### GOAL OF THE EXERCISE
State how many lines in the records below include the word "alpha". Give nothing but that number.

Items from a data source
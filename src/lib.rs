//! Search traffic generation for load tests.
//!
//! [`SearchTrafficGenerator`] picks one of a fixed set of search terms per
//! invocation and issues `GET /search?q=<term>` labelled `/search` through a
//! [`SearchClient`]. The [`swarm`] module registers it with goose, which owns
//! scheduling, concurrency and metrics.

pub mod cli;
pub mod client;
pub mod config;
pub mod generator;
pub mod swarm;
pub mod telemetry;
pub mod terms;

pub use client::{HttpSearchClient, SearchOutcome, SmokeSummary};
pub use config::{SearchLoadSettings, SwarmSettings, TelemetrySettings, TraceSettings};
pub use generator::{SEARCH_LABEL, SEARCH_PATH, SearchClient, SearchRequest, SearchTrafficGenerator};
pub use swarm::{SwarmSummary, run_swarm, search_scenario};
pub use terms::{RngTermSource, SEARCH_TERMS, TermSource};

--

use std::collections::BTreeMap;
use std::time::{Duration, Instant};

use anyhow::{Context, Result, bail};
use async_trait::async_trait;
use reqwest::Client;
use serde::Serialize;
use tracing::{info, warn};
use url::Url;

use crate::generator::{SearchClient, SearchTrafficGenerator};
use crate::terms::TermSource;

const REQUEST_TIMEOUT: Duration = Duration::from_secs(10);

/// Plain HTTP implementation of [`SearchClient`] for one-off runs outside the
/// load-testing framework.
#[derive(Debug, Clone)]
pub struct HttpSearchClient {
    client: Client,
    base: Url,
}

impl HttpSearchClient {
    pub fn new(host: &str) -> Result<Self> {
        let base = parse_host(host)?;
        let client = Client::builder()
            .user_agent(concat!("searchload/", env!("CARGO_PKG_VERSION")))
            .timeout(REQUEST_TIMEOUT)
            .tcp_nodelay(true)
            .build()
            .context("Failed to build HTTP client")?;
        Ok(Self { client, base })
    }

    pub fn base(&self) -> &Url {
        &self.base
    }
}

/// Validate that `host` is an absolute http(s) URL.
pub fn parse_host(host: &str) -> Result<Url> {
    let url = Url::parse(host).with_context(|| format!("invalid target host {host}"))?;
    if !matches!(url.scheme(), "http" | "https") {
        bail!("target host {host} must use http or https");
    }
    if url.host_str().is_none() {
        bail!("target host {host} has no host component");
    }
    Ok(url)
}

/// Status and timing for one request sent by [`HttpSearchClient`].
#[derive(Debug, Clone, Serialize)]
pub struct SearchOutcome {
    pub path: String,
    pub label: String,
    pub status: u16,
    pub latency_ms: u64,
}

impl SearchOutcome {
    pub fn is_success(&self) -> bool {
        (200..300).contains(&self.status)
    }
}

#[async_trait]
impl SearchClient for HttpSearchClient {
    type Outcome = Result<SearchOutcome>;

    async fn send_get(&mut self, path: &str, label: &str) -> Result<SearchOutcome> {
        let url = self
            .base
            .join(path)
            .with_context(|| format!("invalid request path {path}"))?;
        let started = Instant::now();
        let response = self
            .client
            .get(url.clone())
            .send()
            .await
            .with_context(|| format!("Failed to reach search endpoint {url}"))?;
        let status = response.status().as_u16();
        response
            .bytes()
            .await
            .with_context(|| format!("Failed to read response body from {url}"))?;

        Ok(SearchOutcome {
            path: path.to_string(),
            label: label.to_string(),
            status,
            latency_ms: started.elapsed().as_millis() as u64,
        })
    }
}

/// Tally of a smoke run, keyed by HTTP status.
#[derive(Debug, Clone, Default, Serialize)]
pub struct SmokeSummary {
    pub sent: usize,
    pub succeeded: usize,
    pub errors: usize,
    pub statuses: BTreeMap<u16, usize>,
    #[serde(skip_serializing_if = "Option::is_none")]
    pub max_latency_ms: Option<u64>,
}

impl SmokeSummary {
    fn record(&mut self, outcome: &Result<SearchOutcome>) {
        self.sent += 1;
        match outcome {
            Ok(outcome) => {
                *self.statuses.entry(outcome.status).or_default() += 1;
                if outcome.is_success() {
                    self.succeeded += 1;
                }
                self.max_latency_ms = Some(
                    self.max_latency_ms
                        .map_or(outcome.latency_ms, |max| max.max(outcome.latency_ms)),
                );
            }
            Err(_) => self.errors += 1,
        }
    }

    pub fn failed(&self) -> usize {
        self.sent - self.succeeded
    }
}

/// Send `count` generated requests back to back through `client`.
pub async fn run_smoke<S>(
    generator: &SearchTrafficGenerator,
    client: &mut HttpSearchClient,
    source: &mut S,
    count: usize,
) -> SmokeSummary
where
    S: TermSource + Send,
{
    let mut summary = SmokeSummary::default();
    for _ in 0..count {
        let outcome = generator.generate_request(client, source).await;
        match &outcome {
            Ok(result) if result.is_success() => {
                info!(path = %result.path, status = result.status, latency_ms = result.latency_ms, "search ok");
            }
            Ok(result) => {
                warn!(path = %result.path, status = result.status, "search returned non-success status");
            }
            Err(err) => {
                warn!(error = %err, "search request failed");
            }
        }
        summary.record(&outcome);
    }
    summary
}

---

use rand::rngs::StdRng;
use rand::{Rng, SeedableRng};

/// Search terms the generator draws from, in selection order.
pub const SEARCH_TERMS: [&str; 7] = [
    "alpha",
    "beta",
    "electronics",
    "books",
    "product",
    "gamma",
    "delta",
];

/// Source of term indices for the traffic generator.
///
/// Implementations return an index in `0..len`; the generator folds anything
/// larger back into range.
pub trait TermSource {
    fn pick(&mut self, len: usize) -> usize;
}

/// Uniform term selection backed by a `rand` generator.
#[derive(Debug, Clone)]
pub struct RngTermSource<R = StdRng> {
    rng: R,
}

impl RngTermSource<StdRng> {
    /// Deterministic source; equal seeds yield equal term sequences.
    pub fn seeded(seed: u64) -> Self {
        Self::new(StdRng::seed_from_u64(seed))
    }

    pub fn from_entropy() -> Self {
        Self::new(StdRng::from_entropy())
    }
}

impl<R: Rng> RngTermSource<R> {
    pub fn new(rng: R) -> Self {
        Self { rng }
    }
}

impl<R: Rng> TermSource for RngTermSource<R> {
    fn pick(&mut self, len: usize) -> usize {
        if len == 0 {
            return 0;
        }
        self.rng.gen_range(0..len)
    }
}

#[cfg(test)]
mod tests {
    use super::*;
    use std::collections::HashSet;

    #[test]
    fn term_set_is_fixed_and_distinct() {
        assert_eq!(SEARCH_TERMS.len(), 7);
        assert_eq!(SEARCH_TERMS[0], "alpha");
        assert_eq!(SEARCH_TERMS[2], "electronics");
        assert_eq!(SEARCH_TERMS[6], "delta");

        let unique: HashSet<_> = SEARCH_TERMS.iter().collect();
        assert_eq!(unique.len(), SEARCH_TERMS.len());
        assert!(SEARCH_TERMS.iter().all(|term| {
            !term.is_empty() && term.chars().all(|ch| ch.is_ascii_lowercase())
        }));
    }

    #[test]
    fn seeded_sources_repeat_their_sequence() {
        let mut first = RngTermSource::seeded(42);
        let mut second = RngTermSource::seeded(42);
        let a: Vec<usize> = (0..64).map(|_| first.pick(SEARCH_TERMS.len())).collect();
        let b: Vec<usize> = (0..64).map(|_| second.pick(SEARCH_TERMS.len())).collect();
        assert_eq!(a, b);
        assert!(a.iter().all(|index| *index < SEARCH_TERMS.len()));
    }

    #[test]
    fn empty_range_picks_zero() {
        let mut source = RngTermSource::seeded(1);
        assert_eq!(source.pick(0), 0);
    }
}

### WRITTEN RESPONSE
2